The Chinese government policy and special project funding has proven to be effective. Its equipment and material companies include all major process segments, from wafer and lithography to sputtering targets, chemical mechanical polishing/planarization (CMP) slurry, plating solution, chemicals and special gas.
A word of caution, however. Chinese semiconductor companies need to establish a solid and sustainable business model and core competencies, and avoid competing on price alone. Given the restrictions in information access, can innovation flourish?
Successful global collaboration will be critical to China’s success. One IP company based in the U.S. serves as a useful case study. Its goal was to establish a foothold in China with a highly desirable IP core that has been used in many consumer electronics products. It found that electronic products, notably in the mobile and consumer sectors, increasingly are being defined and developed in China. Culture, language and the ecosystem of the application marketing is fast replacing cost and becoming the differentiator.
The strategy was to build recognition of its brand and aggressively promote itself and its IP. The tactics were straightforward enough –– establish a local office with sales and technical support, augmented with local sales reps. Promotions within China included an IP symposium to address design challenges, promote the brand and products and deliver useful information.
Securing the first and second buyers was an important element of the follow-up because word-of-mouth testimonials and references can be the best marketing tools. Corporate visits to present the company and products were scheduled to build exposure with executive management. The company participated in local events and afforded aggressive pricing and deals. It learned through this process that customer support and service prevailed. This IP vendor secured several IP license deal and an architectural technology licensing agreement. It is building key relationships within China.

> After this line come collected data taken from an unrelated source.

//! Deployment tasks for xaas-admin servers.
//!
//! `xaas-deploy prod deploy` ships the `master` branch of the origin
//! repository to production; `xaas-deploy test deploy` ships the committed
//! state of the local repository to the test server; `clone` copies the
//! production database and uploads to the local machine or to the test
//! server.

pub mod config;
pub mod error;
pub mod rsync;
pub mod shell;
pub mod target;
pub mod tasks;

pub use config::{DeployConfig, FileCopy};
pub use error::{DeployError, Result};
pub use shell::{Call, RecordingShell, Shell, SystemShell};
pub use target::{Remote, Role, Target};
pub use tasks::{Deployer, Task};
//! # xaas-cli
//!
//! Command-line entry point of the xaas-admin site:
//! - `serve`: run the admin site
//! - `migrate`: create missing tables
//! - `check`: report settings problems for the active environment
//! - `config`: inspect and edit the settings file

#![warn(missing_docs)]
#![warn(clippy::all)]
#![forbid(unsafe_code)]

pub mod cli;
pub mod commands;
pub mod config_handlers;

The conclusion is that China has all the elements, along with the goal, to become the new center of the semiconductor universe, offering many opportunities for global semiconductor players and service providers. It won’t be easy, however. Its government policy and resources will drive the IC industry growth for the foreseeable future and its semiconductor industry has been growing. But, China faces challenges in scale and core competency, and continued global collaboration and M&A are critical to its success. Government funding and mandates cannot guarantee innovation. The caution, as always, is the unpredictability of the semiconductor industry, noted for its boom and bust economy –– something out of China’s control and the industry’s as well.